If You Apply Powder the Wrong Way

Marion Erpelding

“If you apply powder the wrong way”, one of the girls said, “it will make you look older”.

Once a month, as female employees of the department of physics, we are invited to have breakfast together, and get to know each other. The department provides food and beverage. We remember to bring our own mugs.

So here we sat, female physicists, at breakfast, talking about make-up. The conversation, actually, was about scientific conferences. What is — someone asked — the best strategy to avoid unsettling questions and acerbic criticism when presenting your research in a lecture hall full of experienced, smart, self-confident colleagues, eighty percent of them also happening to be men?

“Dress nicely”, was the advice I remembered receiving as a graduate student in a science communication course. It was taught by a man. But don't get me wrong: this was meant to apply to both sexes. Yet there was an additional remark, to girls: “girls, remember, if a man starts criticizing your work too severely, he will look bad, not you”. In other words, it is not polite to attack a good looking young woman. Being one gives you an advantage: use it.

And now the girls around the table were talking about looking older on purpose.

As for me, for a while, I did put on long earrings when I had to give a talk. A pathetic reminder to myself, mostly, to keep my head up and look at the audience.

I find myself wondering. Scientific conferences are — so am I naive enough to believe — for discussing the latest research results with the scientific community. Contributing, modestly so, to the progress of science. Unfair criticism, in that respect, is a problem. So is unjustified indulgence. But my point is: is femininity a major issue here? Or was this girl's breakfast thing making us feeling compelled to make it an issue? Or am I, as I write? My memory might be playing tricks on me.

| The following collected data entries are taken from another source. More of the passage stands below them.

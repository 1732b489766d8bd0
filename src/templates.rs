use axum::http::StatusCode;
use maud::{DOCTYPE, Markup, html};

use crate::{
    entities::{movie, user},
    forms::{AddMovieForm, FormErrors, LoginForm, RegisterForm},
    models::ReviewWithAuthor,
};

const TAILWIND_CDN: &str = "https://cdn.tailwindcss.com";

const INPUT_CLASS: &str = "mt-2 w-full rounded-md border border-gray-300 px-3 py-2 focus:border-blue-500 focus:outline-none focus:ring-1 focus:ring-blue-500";
const INPUT_ERROR_CLASS: &str = "mt-2 w-full rounded-md border border-red-500 px-3 py-2 focus:border-red-500 focus:outline-none focus:ring-1 focus:ring-red-500";
const BUTTON_CLASS: &str =
    "w-full rounded-md bg-blue-600 px-4 py-2 font-semibold text-white hover:bg-blue-700";

pub fn home_page(current: Option<&user::Model>) -> String {
    page(
        "Marquee",
        current,
        html! {
            div class="max-w-2xl mx-auto px-6 py-12" {
                div class="bg-white shadow rounded-lg p-8" {
                    h1 class="text-3xl font-bold text-gray-900" { "Marquee" }
                    p class="mt-2 text-gray-600" { "Browse the catalog and read what people think." }
                    div class="mt-8 flex gap-4" {
                        @if let Some(user) = current {
                            a class="text-blue-600 hover:text-blue-800" href="/movies" { "Browse movies" }
                            @if user.admin {
                                a class="text-blue-600 hover:text-blue-800" href="/admin" { "Admin" }
                            }
                        } @else {
                            a class="text-blue-600 hover:text-blue-800" href="/login" { "Log in" }
                            a class="text-blue-600 hover:text-blue-800" href="/register" { "Sign up" }
                        }
                    }
                }
            }
        },
    )
}

pub fn register_page(form: &RegisterForm, errors: &FormErrors) -> String {
    page(
        "Sign Up",
        None,
        card(html! {
            h1 class="text-2xl font-bold text-gray-900" { "Sign Up" }
            form class="mt-8 space-y-6" method="post" action="/register" {
                (text_input("username", "Username", "text", &form.username, errors))
                (text_input("password", "Password", "password", "", errors))
                (text_input("confirm_password", "Confirm Password", "password", "", errors))
                button class=(BUTTON_CLASS) type="submit" { "Sign Up" }
            }
            p class="mt-4 text-sm text-gray-600" {
                "Already registered? " a class="text-blue-600" href="/login" { "Log in" }
            }
        }),
    )
}

pub fn login_page(form: &LoginForm, errors: &FormErrors) -> String {
    page(
        "Log In",
        None,
        card(html! {
            h1 class="text-2xl font-bold text-gray-900" { "Log In" }
            form class="mt-8 space-y-6" method="post" action="/login" {
                @if let Some(next) = &form.next {
                    input type="hidden" name="next" value=(next);
                }
                (text_input("username", "Username", "text", &form.username, errors))
                (text_input("password", "Password", "password", "", errors))
                button class=(BUTTON_CLASS) type="submit" { "Log In" }
            }
            p class="mt-4 text-sm text-gray-600" {
                "New here? " a class="text-blue-600" href="/register" { "Sign up" }
            }
        }),
    )
}

/// Admin dashboard: the add-movie form, plus the catalog when `movies` is given.
pub fn add_movie_page(
    current: &user::Model,
    form: &AddMovieForm,
    errors: &FormErrors,
    movies: Option<&[movie::Model]>,
) -> String {
    page(
        "Add Movie",
        Some(current),
        html! {
            div class="max-w-4xl mx-auto px-6 py-10 space-y-10" {
                div class="bg-white shadow rounded-lg p-8" {
                    h1 class="text-2xl font-bold text-gray-900" { "Add Movie" }
                    form class="mt-8 space-y-6" method="post" action="/admin/add_movie" enctype="multipart/form-data" {
                        div {
                            label class="block text-sm font-medium text-gray-700" for="poster" { "Movie Poster" }
                            input class=(input_class("poster", errors)) type="file" name="poster" id="poster" accept="image/*";
                            (field_errors("poster", errors))
                        }
                        (text_input("title", "Title", "text", &form.title, errors))
                        div {
                            label class="block text-sm font-medium text-gray-700" for="description" { "Description" }
                            textarea class=(input_class("description", errors)) name="description" id="description" rows="5" { (form.description) }
                            (field_errors("description", errors))
                        }
                        (text_input("classification", "Classification", "text", &form.classification, errors))
                        (text_input("season", "Season", "text", &form.season, errors))
                        (text_input("color", "Color", "text", &form.color, errors))
                        button class=(BUTTON_CLASS) type="submit" { "Add Movie" }
                    }
                }

                @if let Some(movies) = movies {
                    div {
                        h2 class="text-xl font-semibold text-gray-900" { "Catalog" }
                        (movie_grid(movies))
                    }
                }
            }
        },
    )
}

pub fn movies_page(current: &user::Model, movies: &[movie::Model]) -> String {
    page(
        "Movies",
        Some(current),
        html! {
            div class="max-w-4xl mx-auto px-6 py-10" {
                h1 class="text-3xl font-bold text-gray-900" { "All movies" }
                (movie_grid(movies))
            }
        },
    )
}

pub fn movie_page(current: &user::Model, movie: &movie::Model, reviews: &[ReviewWithAuthor]) -> String {
    page(
        &movie.title,
        Some(current),
        html! {
            div class="max-w-4xl mx-auto px-6 py-10" {
                div class="bg-white shadow rounded-lg p-6 md:flex gap-8" {
                    img class="w-48 rounded" src=(poster_url(movie)) alt=(movie.title);
                    div {
                        h1 class="text-3xl font-bold text-gray-900" { (movie.title) }
                        dl class="mt-4 grid grid-cols-2 gap-2 text-sm text-gray-700" {
                            dt class="font-medium" { "Classification" } dd { (movie.classification) }
                            dt class="font-medium" { "Season" } dd { (movie.season) }
                            dt class="font-medium" { "Color" } dd { (movie.color) }
                        }
                        p class="mt-4 text-gray-700 whitespace-pre-line" { (movie.description) }
                    }
                }

                h2 class="mt-10 text-xl font-semibold text-gray-900" { "Reviews" }
                @if reviews.is_empty() {
                    p class="mt-2 text-gray-500" { "No reviews yet." }
                } @else {
                    ul class="mt-4 space-y-3" {
                        @for entry in reviews {
                            li class="bg-white shadow rounded-lg p-4" {
                                p class="text-gray-800" { (entry.review.content) }
                                p class="mt-1 text-xs text-gray-500" { "by " (entry.author_name()) }
                            }
                        }
                    }
                }
                a class="mt-6 inline-block text-blue-600 hover:text-blue-800" href="/movies" { "Back to movies" }
            }
        },
    )
}

pub fn error_page(status: StatusCode, message: &str) -> String {
    page(
        "Error",
        None,
        card(html! {
            h1 class="text-2xl font-bold text-gray-900" { (status.as_u16()) " " (status.canonical_reason().unwrap_or("Error")) }
            p class="mt-4 text-gray-700" { (message) }
            a class="mt-6 inline-block text-blue-600 hover:text-blue-800" href="/" { "Back" }
        }),
    )
}

fn page(title: &str, current: Option<&user::Model>, body: Markup) -> String {
    html! {
        (DOCTYPE)
        html lang="en" {
            head {
                meta charset="utf-8";
                meta name="viewport" content="width=device-width, initial-scale=1";
                title { (title) }
                script src=(TAILWIND_CDN) {}
            }
            body class="min-h-screen bg-gray-50" {
                nav class="bg-white shadow" {
                    div class="max-w-4xl mx-auto px-6 py-3 flex items-center justify-between" {
                        a class="font-bold text-gray-900" href="/" { "Marquee" }
                        div class="flex gap-4 text-sm" {
                            @if let Some(user) = current {
                                span class="text-gray-500" { (user.username) }
                                a class="text-blue-600" href="/movies" { "Movies" }
                                a class="text-blue-600" href="/logout" { "Log out" }
                            }
                        }
                    }
                }
                (body)
            }
        }
    }
    .into_string()
}

fn card(inner: Markup) -> Markup {
    html! {
        div class="max-w-xl mx-auto px-6 py-12" {
            div class="bg-white shadow rounded-lg p-8" { (inner) }
        }
    }
}

fn text_input(name: &str, label: &str, kind: &str, value: &str, errors: &FormErrors) -> Markup {
    html! {
        div {
            label class="block text-sm font-medium text-gray-700" for=(name) { (label) }
            input class=(input_class(name, errors)) type=(kind) name=(name) id=(name) value=(value);
            (field_errors(name, errors))
        }
    }
}

fn input_class(name: &str, errors: &FormErrors) -> &'static str {
    if errors.has(name) { INPUT_ERROR_CLASS } else { INPUT_CLASS }
}

fn field_errors(name: &str, errors: &FormErrors) -> Markup {
    html! {
        @for message in errors.for_field(name) {
            p class="mt-1 text-sm text-red-600" { (message) }
        }
    }
}

fn movie_grid(movies: &[movie::Model]) -> Markup {
    html! {
        @if movies.is_empty() {
            p class="mt-4 text-gray-600" { "No movies yet." }
        } @else {
            div class="mt-4 grid gap-4 sm:grid-cols-2 md:grid-cols-3" {
                @for movie in movies {
                    a class="block bg-white shadow rounded-lg p-4 hover:shadow-md" href=(format!("/movie/{}", movie.id)) {
                        img class="w-full rounded" src=(poster_url(movie)) alt=(movie.title);
                        h3 class="mt-2 font-semibold text-gray-900" { (movie.title) }
                        p class="text-sm text-gray-500" { (movie.classification) " · " (movie.season) }
                    }
                }
            }
        }
    }
}

fn poster_url(movie: &movie::Model) -> String {
    format!("/static/{}", movie.poster.trim_start_matches('/'))
}

#[cfg(test)]
mod tests {
    use super::*;

    #[test]
    fn fields_with_errors_are_highlighted() {
        let form = RegisterForm { username: "r".into(), ..Default::default() };
        let clean = register_page(&form, &FormErrors::default());
        assert!(!clean.contains("border-red-500"));

        let mut errors = FormErrors::default();
        errors.add("username", "Field must be between 2 and 20 characters long.");
        let flagged = register_page(&form, &errors);
        assert_eq!(flagged.matches("border-red-500").count(), 1);
        assert!(flagged.contains("Field must be between 2 and 20 characters long."));
    }
}
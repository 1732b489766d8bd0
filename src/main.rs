mod blob;
mod config;
mod db;
mod entities;
mod error;
mod forms;
mod models;
mod repository;
mod routes;
mod session;
mod templates;


use std::sync::Arc;

use anyhow::Context;
use axum::{
    Router,
    extract::{DefaultBodyLimit, FromRef},
    routing::get,
};
use axum_extra::extract::cookie::Key;
use tower::ServiceBuilder;
use tower_http::{services::ServeDir, trace::TraceLayer};

use crate::{
    blob::{BlobStore, FsBlobStore},
    config::Config,
    repository::Repository,
};

#[derive(Clone)]
pub struct AppState {
    pub config: Arc<Config>,
    pub repo: Repository,
    pub blobs: Arc<dyn BlobStore>,
    pub cookie_key: Key,
}

impl FromRef<AppState> for Key {
    fn from_ref(state: &AppState) -> Self {
        state.cookie_key.clone()
    }
}

pub fn build_router(state: AppState) -> Router {
    let static_dir = state.config.static_dir.clone();
    let max_upload = state.config.max_upload_bytes;

    Router::new()
        .route("/", get(routes::home))
        .route("/register", get(routes::register_form).post(routes::register))
        .route("/login", get(routes::login_form).post(routes::login))
        .route("/logout", get(routes::logout))
        .route("/admin", get(routes::admin))
        .route("/admin/add_movie", get(routes::add_movie_form).post(routes::add_movie))
        .route("/user", get(routes::user_home))
        .route("/movies", get(routes::movies))
        .route("/movie/{id}", get(routes::movie))
        .nest_service("/static", ServeDir::new(static_dir))
        .fallback(routes::not_found)
        .with_state(state)
        .layer(
            ServiceBuilder::new()
                .layer(TraceLayer::new_for_http())
                .layer(DefaultBodyLimit::max(max_upload)),
        )
}

#[tokio::main]
async fn main() -> anyhow::Result<()> {
    tracing_subscriber::fmt()
        .with_env_filter(
            std::env::var("RUST_LOG")
                .unwrap_or_else(|_| "info,marquee=debug,sqlx=warn".to_string()),
        )
        .init();

    let config = Arc::new(Config::from_env()?);

    let cookie_key =
        Key::try_from(config.secret_key.as_bytes()).context("SECRET_KEY must be at least 64 bytes")?;

    let db = db::connect_and_migrate(&config.database_url).await?;
    let blobs = FsBlobStore::new(config.upload_dir.clone(), "movie");

    let state = AppState {
        config: config.clone(),
        repo: Repository::new(db),
        blobs: Arc::new(blobs),
        cookie_key,
    };

    let app = build_router(state);

    let listener = tokio::net::TcpListener::bind(config.addr).await?;
    tracing::info!(addr = %config.addr, admin_policy = ?config.admin_policy, "listening");
    axum::serve(listener, app).await?;

    Ok(())
}
use axum::extract::Multipart;
use bytes::Bytes;
use serde::Deserialize;

use crate::{blob::secure_filename, error::AppResult};

const REQUIRED: &str = "This field is required.";
const USERNAME_MIN: usize = 2;
const USERNAME_MAX: usize = 20;

/// Field-level messages collected while validating a form, in field order.
#[derive(Clone, Debug, Default, PartialEq, Eq)]
pub struct FormErrors(Vec<(&'static str, String)>);

impl FormErrors {
    pub fn add(&mut self, field: &'static str, message: impl Into<String>) {
        self.0.push((field, message.into()));
    }

    pub fn is_empty(&self) -> bool {
        self.0.is_empty()
    }

    pub fn for_field<'a>(&'a self, field: &'a str) -> impl Iterator<Item = &'a str> + 'a {
        self.0.iter().filter(move |(f, _)| *f == field).map(|(_, m)| m.as_str())
    }

    pub fn has(&self, field: &str) -> bool {
        self.0.iter().any(|(f, _)| *f == field)
    }

    fn into_result<T>(self, valid: impl FnOnce() -> T) -> Result<T, FormErrors> {
        if self.is_empty() { Ok(valid()) } else { Err(self) }
    }
}

fn is_blank(value: &str) -> bool {
    value.trim().is_empty()
}

/// Required check; returns false when later checks on the field should be skipped.
fn require(errors: &mut FormErrors, field: &'static str, value: &str) -> bool {
    if is_blank(value) {
        errors.add(field, REQUIRED);
        return false;
    }
    true
}

fn check_username(errors: &mut FormErrors, value: &str) {
    if !require(errors, "username", value) {
        return;
    }
    let len = value.chars().count();
    if !(USERNAME_MIN..=USERNAME_MAX).contains(&len) {
        errors.add(
            "username",
            format!("Field must be between {USERNAME_MIN} and {USERNAME_MAX} characters long."),
        );
    }
}

#[derive(Clone, Debug, Default, Deserialize)]
pub struct RegisterForm {
    #[serde(default)]
    pub username: String,
    #[serde(default)]
    pub password: String,
    #[serde(default)]
    pub confirm_password: String,
}

#[derive(Clone, Debug)]
pub struct Registration {
    pub username: String,
    pub password: String,
}

impl RegisterForm {
    pub fn validate(&self) -> Result<Registration, FormErrors> {
        let mut errors = FormErrors::default();
        check_username(&mut errors, &self.username);
        require(&mut errors, "password", &self.password);
        if require(&mut errors, "confirm_password", &self.confirm_password)
            && self.confirm_password != self.password
        {
            errors.add("confirm_password", "Field must be equal to password.");
        }

        errors.into_result(|| Registration {
            username: self.username.clone(),
            password: self.password.clone(),
        })
    }
}

#[derive(Clone, Debug, Default, Deserialize)]
pub struct LoginForm {
    #[serde(default)]
    pub username: String,
    #[serde(default)]
    pub password: String,
    #[serde(default)]
    pub next: Option<String>,
}

#[derive(Clone, Debug)]
pub struct Credentials {
    pub username: String,
    pub password: String,
}

impl LoginForm {
    pub fn validate(&self) -> Result<Credentials, FormErrors> {
        let mut errors = FormErrors::default();
        check_username(&mut errors, &self.username);
        require(&mut errors, "password", &self.password);

        errors.into_result(|| Credentials {
            username: self.username.clone(),
            password: self.password.clone(),
        })
    }
}

#[derive(Clone, Debug)]
pub struct PosterUpload {
    pub filename: String,
    pub bytes: Bytes,
}

/// Raw add-movie submission as read off a multipart body.
#[derive(Clone, Debug, Default)]
pub struct AddMovieForm {
    pub poster: Option<PosterUpload>,
    pub title: String,
    pub description: String,
    pub classification: String,
    pub season: String,
    pub color: String,
}

#[derive(Clone, Debug)]
pub struct MovieSubmission {
    pub poster: PosterUpload,
    pub title: String,
    pub description: String,
    pub classification: String,
    pub season: String,
    pub color: String,
}

impl AddMovieForm {
    pub async fn from_multipart(mut multipart: Multipart) -> AppResult<Self> {
        let mut form = Self::default();
        while let Some(field) = multipart.next_field().await? {
            let Some(name) = field.name().map(str::to_string) else {
                continue;
            };
            match name.as_str() {
                "poster" => {
                    let filename = field.file_name().unwrap_or_default().to_string();
                    let bytes = field.bytes().await?;
                    if !filename.is_empty() && !bytes.is_empty() {
                        form.poster = Some(PosterUpload { filename, bytes });
                    }
                }
                "title" => form.title = field.text().await?,
                "description" => form.description = field.text().await?,
                "classification" => form.classification = field.text().await?,
                "season" => form.season = field.text().await?,
                "color" => form.color = field.text().await?,
                _ => {}
            }
        }
        Ok(form)
    }

    pub fn validate(&self) -> Result<MovieSubmission, FormErrors> {
        let mut errors = FormErrors::default();
        match &self.poster {
            None => errors.add("poster", REQUIRED),
            Some(upload) if secure_filename(&upload.filename).is_empty() => {
                errors.add("poster", "Invalid file name.")
            }
            Some(_) => {}
        }
        require(&mut errors, "title", &self.title);
        require(&mut errors, "description", &self.description);
        require(&mut errors, "classification", &self.classification);
        require(&mut errors, "season", &self.season);
        require(&mut errors, "color", &self.color);

        let Some(poster) = self.poster.clone().filter(|_| errors.is_empty()) else {
            return Err(errors);
        };
        Ok(MovieSubmission {
            poster,
            title: self.title.clone(),
            description: self.description.clone(),
            classification: self.classification.clone(),
            season: self.season.clone(),
            color: self.color.clone(),
        })
    }
}
use axum::{
    extract::{Form, Multipart, Path, Query, State},
    response::{Html, IntoResponse, Redirect, Response},
};
use axum_extra::extract::cookie::SignedCookieJar;
use serde::Deserialize;

use crate::{
    AppState,
    entities::user,
    error::{AppError, AppResult},
    forms::{AddMovieForm, FormErrors, LoginForm, RegisterForm},
    models::NewMovie,
    session::{self, Identity, RequireAdmin, RequireUser},
    templates,
};

fn landing_for(user: &user::Model) -> &'static str {
    if user.admin { "/admin" } else { "/movies" }
}

pub async fn home(identity: Identity) -> Html<String> {
    Html(templates::home_page(identity.user()))
}

pub async fn register_form() -> Html<String> {
    Html(templates::register_page(&RegisterForm::default(), &FormErrors::default()))
}

pub async fn register(
    State(state): State<AppState>,
    jar: SignedCookieJar,
    Form(form): Form<RegisterForm>,
) -> AppResult<Response> {
    let registration = match form.validate() {
        Ok(valid) => valid,
        Err(errors) => return Ok(Html(templates::register_page(&form, &errors)).into_response()),
    };

    let user = state
        .repo
        .register_user(state.config.admin_policy, registration.username, registration.password)
        .await?;
    tracing::info!(user_id = user.id, username = %user.username, admin = user.admin, "user registered");

    let jar = session::login(jar, &user);
    Ok((jar, Redirect::to(landing_for(&user))).into_response())
}

#[derive(Debug, Default, Deserialize)]
pub struct NextQuery {
    next: Option<String>,
}

pub async fn login_form(Query(q): Query<NextQuery>) -> Html<String> {
    let form = LoginForm { next: q.next, ..Default::default() };
    Html(templates::login_page(&form, &FormErrors::default()))
}

pub async fn login(
    State(state): State<AppState>,
    jar: SignedCookieJar,
    Form(form): Form<LoginForm>,
) -> AppResult<Response> {
    let credentials = match form.validate() {
        Ok(valid) => valid,
        Err(errors) => return Ok(Html(templates::login_page(&form, &errors)).into_response()),
    };

    let user = state.repo.find_user_by_username(&credentials.username).await?;
    // Stored passwords are plaintext and compared as-is.
    let Some(user) = user.filter(|u| u.password == credentials.password) else {
        tracing::info!(username = %credentials.username, "login rejected");
        return Ok(Html(templates::login_page(&form, &FormErrors::default())).into_response());
    };

    let target = session::safe_next(form.next.as_deref())
        .unwrap_or_else(|| landing_for(&user))
        .to_string();
    let jar = session::login(jar, &user);
    Ok((jar, Redirect::to(&target)).into_response())
}

pub async fn logout(jar: SignedCookieJar) -> impl IntoResponse {
    (session::logout(jar), Redirect::to("/"))
}

pub async fn admin(
    State(state): State<AppState>,
    RequireAdmin(user): RequireAdmin,
) -> AppResult<Html<String>> {
    let movies = state.repo.list_movies().await?;
    Ok(Html(templates::add_movie_page(
        &user,
        &AddMovieForm::default(),
        &FormErrors::default(),
        Some(&movies),
    )))
}

pub async fn add_movie_form(RequireAdmin(user): RequireAdmin) -> Html<String> {
    Html(templates::add_movie_page(&user, &AddMovieForm::default(), &FormErrors::default(), None))
}

pub async fn add_movie(
    State(state): State<AppState>,
    RequireAdmin(user): RequireAdmin,
    multipart: Multipart,
) -> AppResult<Response> {
    let form = AddMovieForm::from_multipart(multipart).await?;
    let submission = match form.validate() {
        Ok(valid) => valid,
        Err(errors) => {
            return Ok(Html(templates::add_movie_page(&user, &form, &errors, None)).into_response());
        }
    };

    let poster = state.blobs.save(submission.poster.bytes, &submission.poster.filename).await?;
    let inserted = state
        .repo
        .insert_movie(NewMovie {
            poster: poster.clone(),
            title: submission.title,
            description: submission.description,
            classification: submission.classification,
            color: submission.color,
            season: submission.season,
        })
        .await;
    let movie = match inserted {
        Ok(movie) => movie,
        Err(err) => {
            // The row never landed, so the poster has no owner.
            if let Err(cleanup) = state.blobs.remove(&poster).await {
                tracing::warn!(%poster, error = %cleanup, "could not remove orphaned poster");
            }
            return Err(err);
        }
    };
    tracing::info!(movie_id = movie.id, title = %movie.title, poster = %movie.poster, "movie added");

    Ok(Redirect::to("/movies").into_response())
}

pub async fn user_home(RequireUser(_): RequireUser) -> Redirect {
    Redirect::to("/movies")
}

pub async fn movies(
    State(state): State<AppState>,
    RequireUser(user): RequireUser,
) -> AppResult<Html<String>> {
    let movies = state.repo.list_movies().await?;
    Ok(Html(templates::movies_page(&user, &movies)))
}

pub async fn movie(
    State(state): State<AppState>,
    RequireUser(user): RequireUser,
    Path(id): Path<String>,
) -> AppResult<Html<String>> {
    let id: i32 = id.parse().map_err(|_| AppError::NotFound)?;
    let movie = state.repo.find_movie_by_id(id).await?.ok_or(AppError::NotFound)?;
    let reviews = state.repo.reviews_for_movie(movie.id).await?;
    Ok(Html(templates::movie_page(&user, &movie, &reviews)))
}

pub async fn not_found() -> AppError {
    AppError::NotFound
}
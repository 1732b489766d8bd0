use sea_orm::{ConnectOptions, ConnectionTrait, Database, DatabaseConnection, Statement};
use sea_orm_migration::MigratorTrait;

use crate::error::AppResult;

pub async fn connect_and_migrate(database_url: &str) -> AppResult<DatabaseConnection> {
    let mut opts = ConnectOptions::new(database_url);
    // Every pooled connection would otherwise see its own empty database.
    if database_url.contains(":memory:") {
        opts.max_connections(1);
    }
    let db = Database::connect(opts).await?;

    db.execute(Statement::from_string(
        db.get_database_backend(),
        "PRAGMA journal_mode=WAL".to_string(),
    ))
    .await?;

    migration::Migrator::up(&db, None).await?;
    tracing::debug!(%database_url, "database ready");
    Ok(db)
}
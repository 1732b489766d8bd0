use axum::{
    extract::FromRequestParts,
    http::request::Parts,
    response::{IntoResponse, Redirect, Response},
};
use axum_extra::extract::cookie::{Cookie, SameSite, SignedCookieJar};

use crate::{AppState, entities::user, error::AppError, repository::Repository};

pub const SESSION_COOKIE: &str = "session";

/// Who is making the request.
#[derive(Clone, Debug)]
pub enum Identity {
    Anonymous,
    User(user::Model),
}

impl Identity {
    pub fn user(&self) -> Option<&user::Model> {
        match self {
            Identity::Anonymous => None,
            Identity::User(user) => Some(user),
        }
    }
}

/// Starts a session for `user`.
pub fn login(jar: SignedCookieJar, user: &user::Model) -> SignedCookieJar {
    tracing::info!(user_id = user.id, username = %user.username, "session started");
    jar.add(
        Cookie::build((SESSION_COOKIE, user.id.to_string()))
            .http_only(true)
            .same_site(SameSite::Lax)
            .path("/"),
    )
}

/// Ends the current session, if any.
pub fn logout(jar: SignedCookieJar) -> SignedCookieJar {
    if jar.get(SESSION_COOKIE).is_none() {
        return jar;
    }
    tracing::info!("session ended");
    jar.remove(Cookie::build(SESSION_COOKIE).path("/"))
}

/// Resolves the session cookie to a user. Unknown, malformed, or tampered
/// cookies all count as anonymous.
pub async fn current_identity(jar: &SignedCookieJar, repo: &Repository) -> Result<Identity, AppError> {
    let Some(user_id) = jar.get(SESSION_COOKIE).and_then(|c| c.value().parse::<i32>().ok()) else {
        return Ok(Identity::Anonymous);
    };
    Ok(match repo.find_user_by_id(user_id).await? {
        Some(user) => Identity::User(user),
        None => {
            tracing::debug!(user_id, "session refers to missing user");
            Identity::Anonymous
        }
    })
}

/// Only local paths are followed after login.
pub fn safe_next(next: Option<&str>) -> Option<&str> {
    next.filter(|n| n.starts_with('/') && !n.starts_with("//") && !n.contains('\\'))
}

pub fn login_redirect(parts: &Parts) -> Redirect {
    let requested = parts.uri.path_and_query().map(|pq| pq.as_str()).unwrap_or("/");
    Redirect::to(&format!("/login?next={}", urlencoding::encode(requested)))
}

impl FromRequestParts<AppState> for Identity {
    type Rejection = AppError;

    async fn from_request_parts(parts: &mut Parts, state: &AppState) -> Result<Self, Self::Rejection> {
        let jar = SignedCookieJar::from_headers(&parts.headers, state.cookie_key.clone());
        current_identity(&jar, &state.repo).await
    }
}

/// Guard for routes that need a logged-in user; anonymous callers are sent
/// to the login page.
#[derive(Clone, Debug)]
pub struct RequireUser(pub user::Model);

impl FromRequestParts<AppState> for RequireUser {
    type Rejection = Response;

    async fn from_request_parts(parts: &mut Parts, state: &AppState) -> Result<Self, Self::Rejection> {
        match Identity::from_request_parts(parts, state).await.map_err(IntoResponse::into_response)? {
            Identity::User(user) => Ok(Self(user)),
            Identity::Anonymous => Err(login_redirect(parts).into_response()),
        }
    }
}

/// Guard for admin routes; logged-in non-admins are sent home.
#[derive(Clone, Debug)]
pub struct RequireAdmin(pub user::Model);

impl FromRequestParts<AppState> for RequireAdmin {
    type Rejection = Response;

    async fn from_request_parts(parts: &mut Parts, state: &AppState) -> Result<Self, Self::Rejection> {
        let RequireUser(user) = RequireUser::from_request_parts(parts, state).await?;
        if !user.admin {
            tracing::debug!(user_id = user.id, path = %parts.uri.path(), "non-admin turned away");
            return Err(Redirect::to("/").into_response());
        }
        Ok(Self(user))
    }
}

#[cfg(test)]
mod tests {
    use axum_extra::extract::cookie::Key;

    use super::*;

    fn admin() -> user::Model {
        user::Model { id: 7, username: "root".into(), password: "pw".into(), admin: true }
    }

    #[test]
    fn login_sets_and_logout_clears_the_session_cookie() {
        let jar = SignedCookieJar::new(Key::generate());
        let jar = login(jar, &admin());
        assert_eq!(jar.get(SESSION_COOKIE).unwrap().value(), "7");

        let jar = logout(jar);
        assert!(jar.get(SESSION_COOKIE).is_none());
    }

    #[test]
    fn only_local_next_targets_are_followed() {
        assert_eq!(safe_next(Some("/movies")), Some("/movies"));
        assert_eq!(safe_next(Some("//evil.example")), None);
        assert_eq!(safe_next(Some("https://evil.example")), None);
        assert_eq!(safe_next(Some("/\\evil.example")), None);
        assert_eq!(safe_next(None), None);
    }
}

The very first thing you learn when preparing for your first conference is triggering questions where you want them. Then, with experience, you learn that when the line is passed beyond which questions start to become unsettling, you should be prepared to answer, smiling: “This is a good question, thank you. I will be happy to discuss this afterward”.  Yet we want questions. “Did it go all right, did you get questions?” our colleagues will ask when we get back to the lab. But we don't want questions. Or criticism.

The progress of Science? How naive.

Conferences are about ego. Conferences are theater plays. Someone self-important will ask: “how does this relate to what I found?”. And add: “Nobody, and certainly not you, has discovered anything new since my own big breakthrough thirty years ago!”. Someone you have never heard of might claim “you have stolen my idea!”. And ask: “haven't you read the work of Myself et al.? No? Well, you should!”. Someone that has — as you will learn later — some old conflict with your supervisor will probably be spotted somewhere, gesturing. And muttering, slightly too loud,  “this is nonsense!”.

We all perfectly know that this has something of a farce. Those sitting in the audience play the part of those throwing unsettling questions and acerbic criticism, and those one the stage pretend to be polite and self confident. We are here for calling hands off on our research area. Being reassured that others are not as advanced as we are. Advertising our latest publications. We know. But yet, this is academia. We do not have anything to sell. We care about our research. We care about science. More than anything else, we want the admiration of our peers. And because we do, we get butterflies in the stomach.

And I know for sure that stage fright strikes all kinds of physicists. Young, old, male, female, we stand in the lecture halls, tired from a sleepless night, shaky from too much coffee, nervous about laptop-projector compatibility issues, quickly reviewing slides one last time, making some last minute adjustments, with butterflies in the stomach, dreading questions and criticism.

I was the kind of kid who volunteered to give classroom presentations. The phobia of public speaking stroke me as a teenager, and has been with me ever since. I have long tried overcome it once and for all. It never worked. Then I realized: if somebody had to be fooled, it had better be others than myself. I am shy. This is not going to change.

No, definitely, the most important advice I got from this science communication course is not that thing about taking advantage of being a young women. It is about acting. I don't need to be comfortable talking in public. What academic physicist is ? I only need to play the role of someone who is.

Smile. Talk loud. Look at the audience. Make a subtle joke at the right point in the presentation. This is about acting, I repeat to myself. Lower your voice. Breathe once, and say your first sentence. And then let go, improvise. Act. Have fun. And to my own surprise, it works.